Uma das primeiras pessoas imunizadas no MA, indígena canta em tupi:“Vacinar é preciso para continuar existindo”

A indígena da Aldeia Arariboia Fabiana Guajajara

Após ser uma das primeiras maranhenses imunizadas nesta segunda-feira no início da vacinação no Maranhão, a indígena da aldeia Arariboia Fabiana Guajajara cantou em dialeto tupi em referência ao momento da vacinação: “vacinar é preciso para continuar existindo”.

Os outros quatro primeiros vacinados foram os profissionais de saúde da linha de frente de combate à pandemia, Egle Martins, técnica de enfermagem do Hospital Carlos Macieira; Conceição de Azevedo, médica infectologista do Hospital Presidente Vargas; Henrique de Novaes Sobrinho, fisioterapeuta do hospital Carlos Macieira e Sônia Matos, enfermeira do Hospital Genésio Rego

O governador Flávio Dino ressaltou que o início da vacinação “é uma grandiosa conquista, um grande passo, mesmo que falte muito. Mesmo que os raios de sol ainda despontem muito tênues no horizonte, eles existem”.

“Demos um grande passo. Tenho um oásis de alegria num imenso vale de lágrimas”, acrescentou o governador, fazendo uma referência às vítimas recentes em Manaus e ressaltando a importância do SUS (Sistema Único de Saúde).

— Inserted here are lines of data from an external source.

//! Serializable game shape for save/load layers.
//!
//! The core never touches the filesystem; callers decide where the JSON goes.

use log::warn;
use serde::{Deserialize, Serialize};
use thiserror::Error;

use crate::game_logic::{GameState, Move, Phase, Player, PositionError};
use crate::game_state::{Board, BoardError, Color, Piece, PieceId};

/// Everything needed to rebuild a [`GameState`] exactly.
///
/// Pieces are stored in arena order so that [`PieceId`]s in `captured` and the
/// history stay meaningful after a round trip.
#[derive(Debug, Clone, PartialEq, Eq, Serialize, Deserialize)]
pub struct SavedGame {
    pub turn: Color,
    pub phase: Phase,
    pub players: Vec<SavedPlayer>,
    pub pieces: Vec<Piece>,
    #[serde(default)]
    pub history: Vec<Move>,
}

#[derive(Debug, Clone, PartialEq, Eq, Serialize, Deserialize)]
pub struct SavedPlayer {
    pub name: String,
    pub color: Color,
    /// Informational; recomputed from the board on restore.
    #[serde(default)]
    pub in_check: bool,
    #[serde(default)]
    pub captured: Vec<PieceId>,
}

/// A saved game that does not describe a reachable position.
#[derive(Debug, Clone, PartialEq, Eq, Error)]
pub enum RestoreError {
    #[error(transparent)]
    Board(#[from] BoardError),
    #[error("expected exactly one {0} player")]
    Players(Color),
    #[error(transparent)]
    Position(#[from] PositionError),
    #[error("{color} lists piece #{} as captured, but it is not a captured enemy piece", .id.value())]
    BadCapture { color: Color, id: PieceId },
}

/// Error reading or writing saved games.
#[derive(Debug, Error)]
pub enum PersistenceError {
    #[error("JSON error: {0}")]
    Json(#[from] serde_json::Error),
}

impl From<GameState> for SavedGame {
    fn from(state: GameState) -> Self {
        SavedGame::from(&state)
    }
}

impl From<&GameState> for SavedGame {
    fn from(state: &GameState) -> Self {
        let players = Color::ALL
            .iter()
            .map(|&color| {
                let player = state.player(color);
                SavedPlayer {
                    name: player.name.clone(),
                    color,
                    in_check: player.in_check(),
                    captured: player.captured().to_vec(),
                }
            })
            .collect();
        SavedGame {
            turn: state.turn(),
            phase: state.phase(),
            players,
            pieces: state.board().pieces().map(|(_, piece)| *piece).collect(),
            history: state.history().to_vec(),
        }
    }
}

impl TryFrom<SavedGame> for GameState {
    type Error = RestoreError;

    fn try_from(saved: SavedGame) -> Result<Self, Self::Error> {
        let mut board = Board::empty();
        for piece in saved.pieces {
            board.insert(piece)?;
        }

        let [white, black] = Color::ALL.map(|color| {
            let mut matching = saved.players.iter().filter(|p| p.color == color);
            match (matching.next(), matching.next()) {
                (Some(player), None) => Ok(player),
                _ => Err(RestoreError::Players(color)),
            }
        });
        let players = [restore_player(white?, &board)?, restore_player(black?, &board)?];

        let state = GameState::restore(board, players, saved.turn, saved.history)?;
        if state.phase() != saved.phase {
            warn!(
                "saved phase {:?} disagrees with the position, using {:?}",
                saved.phase,
                state.phase()
            );
        }
        Ok(state)
    }
}

fn restore_player(saved: &SavedPlayer, board: &Board) -> Result<Player, RestoreError> {
    let mut player = Player::new(saved.name.clone(), saved.color, board);
    for &id in &saved.captured {
        let valid = board
            .get(id)
            .is_some_and(|p| p.color != saved.color && p.is_captured())
            && !player.captured().contains(&id);
        if !valid {
            return Err(RestoreError::BadCapture {
                color: saved.color,
                id,
            });
        }
        player.record_capture(id);
    }
    Ok(player)
}

/// Serialize a game to JSON.
pub fn to_json(state: &GameState) -> Result<String, PersistenceError> {
    Ok(serde_json::to_string_pretty(&SavedGame::from(state))?)
}

/// Restore a game from JSON produced by [`to_json`].
pub fn from_json(json: &str) -> Result<GameState, PersistenceError> {
    Ok(serde_json::from_str(json)?)
}

#[cfg(test)]
mod tests {
    use super::*;
    use crate::game_state::{PieceKind, Square};

    fn sq(s: &str) -> Square {
        s.parse().expect("test square should be valid")
    }

    fn played_game() -> GameState {
        let mut game = GameState::with_names("Ada", "Grace");
        for (from, to) in [("E2", "E4"), ("D7", "D5"), ("E4", "D5"), ("D8", "D5")] {
            let turn = game.turn();
            game.play(turn, sq(from), sq(to)).unwrap();
        }
        game
    }

    #[test]
    fn test_saved_game_restores_exactly() {
        let game = played_game();
        let json = to_json(&game).unwrap();
        let restored = from_json(&json).unwrap();

        assert_eq!(restored, game);
        assert_eq!(restored.player(Color::White).name, "Ada");
        assert_eq!(restored.captured_by(Color::White).count(), 1);
        assert_eq!(restored.captured_by(Color::Black).count(), 1);
        assert_eq!(restored.history().len(), 4);
    }

    #[test]
    fn test_game_state_serializes_directly() {
        let game = played_game();
        let value = serde_json::to_value(&game).unwrap();
        assert_eq!(value["turn"], "White");
        assert_eq!(value["pieces"].as_array().unwrap().len(), 32);

        let back: GameState = serde_json::from_value(value).unwrap();
        assert_eq!(back, game);
    }

    #[test]
    fn test_restore_rejects_stacked_pieces() {
        let mut saved = SavedGame::from(&GameState::new());
        saved.pieces[1].position = saved.pieces[0].position;
        assert_eq!(
            GameState::try_from(saved),
            Err(RestoreError::Board(BoardError::Occupied(sq("A1"))))
        );
    }

    #[test]
    fn test_restore_rejects_missing_king() {
        let mut saved = SavedGame::from(&GameState::new());
        let king = saved
            .pieces
            .iter_mut()
            .find(|p| p.kind == PieceKind::King && p.color == Color::Black)
            .unwrap();
        king.position = None;
        assert_eq!(
            GameState::try_from(saved),
            Err(RestoreError::Position(PositionError::Kings {
                color: Color::Black,
                count: 0
            }))
        );
    }

    #[test]
    fn test_restore_rejects_bogus_capture() {
        let mut saved = SavedGame::from(&GameState::new());
        saved.players[0].captured.push(PieceId(20));
        assert_eq!(
            GameState::try_from(saved),
            Err(RestoreError::BadCapture {
                color: Color::White,
                id: PieceId(20)
            })
        );
    }

    #[test]
    fn test_restore_rejects_missing_player() {
        let mut saved = SavedGame::from(&GameState::new());
        saved.players.pop();
        assert_eq!(
            GameState::try_from(saved),
            Err(RestoreError::Players(Color::Black))
        );
    }

    #[test]
    fn test_check_flags_are_recomputed() {
        let mut game = GameState::new();
        for (from, to) in [("E2", "E4"), ("F7", "F6"), ("D1", "H5")] {
            let turn = game.turn();
            game.play(turn, sq(from), sq(to)).unwrap();
        }
        let mut saved = SavedGame::from(&game);
        for player in &mut saved.players {
            player.in_check = false;
        }
        let restored = GameState::try_from(saved).unwrap();
        assert!(restored.player(Color::Black).in_check());
    }

    #[test]
    fn test_malformed_json_is_an_error() {
        assert!(matches!(from_json("{"), Err(PersistenceError::Json(_))));
        assert!(matches!(
            from_json(r#"{"turn":"White","phase":"InProgress","players":[],"pieces":[]}"#),
            Err(PersistenceError::Json(_))
        ));
    }

    #[test]
    fn test_restore_rejects_capturable_king() {
        let mut game = GameState::new();
        for (from, to) in [("E2", "E4"), ("F7", "F6"), ("D1", "H5")] {
            let turn = game.turn();
            game.play(turn, sq(from), sq(to)).unwrap();
        }
        let mut json: serde_json::Value = serde_json::to_value(&game).unwrap();
        json["turn"] = "White".into();

        let err = serde_json::from_value::<GameState>(json).unwrap_err();
        assert!(err.to_string().contains("Black is in check"));

        let mut saved = SavedGame::from(&game);
        saved.turn = Color::White;
        assert_eq!(
            GameState::try_from(saved),
            Err(RestoreError::Position(PositionError::OpponentInCheck(
                Color::Black
            )))
        );
    }

    #[test]
    fn test_restore_rejects_duplicate_capture() {
        let mut game = GameState::new();
        for (from, to) in [("E2", "E4"), ("D7", "D5"), ("E4", "D5")] {
            let turn = game.turn();
            game.play(turn, sq(from), sq(to)).unwrap();
        }
        let mut saved = SavedGame::from(&game);
        let taken = saved.players[0].captured[0];
        saved.players[0].captured.push(taken);

        assert_eq!(
            GameState::try_from(saved),
            Err(RestoreError::BadCapture {
                color: Color::White,
                id: taken
            })
        );
    }
}
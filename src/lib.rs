//! Rule engine for a two-player chess game.
//!
//! The board is an arena of pieces addressed by [`game_state::PieceId`], with an
//! 8×8 grid of ids on top. Moves are checked in two layers: pure geometry in
//! [`game_state::PieceKind::geometrically_legal`], then occupancy and path
//! blocking in [`game_logic::validator`]. [`game_logic::GameState`] adds turn
//! order, self-check rejection, checkmate and stalemate.
//!
//! ```
//! use terminal_chess::game_logic::GameState;
//!
//! let mut game = GameState::new();
//! let turn = game.turn();
//! game.play(turn, "e2".parse().unwrap(), "e4".parse().unwrap())
//!     .unwrap();
//! assert_ne!(game.turn(), turn);
//! ```

use game_logic::GameState;
use game_state::{BoardSnapshot, Square};

pub mod feedback;
pub mod game_logic;
pub mod game_state;
mod interop;
pub mod mock;
pub mod persistence;

/// Trait for receiving moves from a player.
///
/// Abstracts over interactive terminal input and scripted games,
/// providing a uniform interface for the input side of the game loop.
pub trait MoveSource {
    /// Error type for input failures.
    type Error: std::fmt::Debug + std::fmt::Display;

    /// Next `(from, to)` pair to try, or `None` when the source is exhausted.
    fn next_move(&mut self, game: &GameState) -> Result<Option<(Square, Square)>, Self::Error>;
}

/// Trait for displaying the board and its feedback to the player.
///
/// Mirrors [`MoveSource`] on the output side of the game loop.
pub trait BoardDisplay {
    /// Error type for display update failures.
    type Error: std::fmt::Debug + std::fmt::Display;

    /// Show the given position with feedback highlights.
    ///
    /// Implementations map [`feedback::SquareFeedback`] variants
    /// to their own output (terminal colors, etc.).
    fn show(
        &mut self,
        board: &BoardSnapshot,
        feedback: &feedback::BoardFeedback,
    ) -> Result<(), Self::Error>;
}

Emocionado, o secretário de Estado da Saúde, Carlos Lula, que foi buscar a vacina em São Paulo, agradeceu a todos os profissionais da saúde “que nos permitiram chegar aqui”. Para ele, a vacina “é um mecanismo seguro e eficaz que vai nos permitir vencer a doença”.

As vacinas foram produzidas pelo Instituto Butantan e enviadas ao Maranhão pelo Ministério da Saúde. Foram enviadas 164.240 doses nesta etapa, sendo duas para cada pessoa.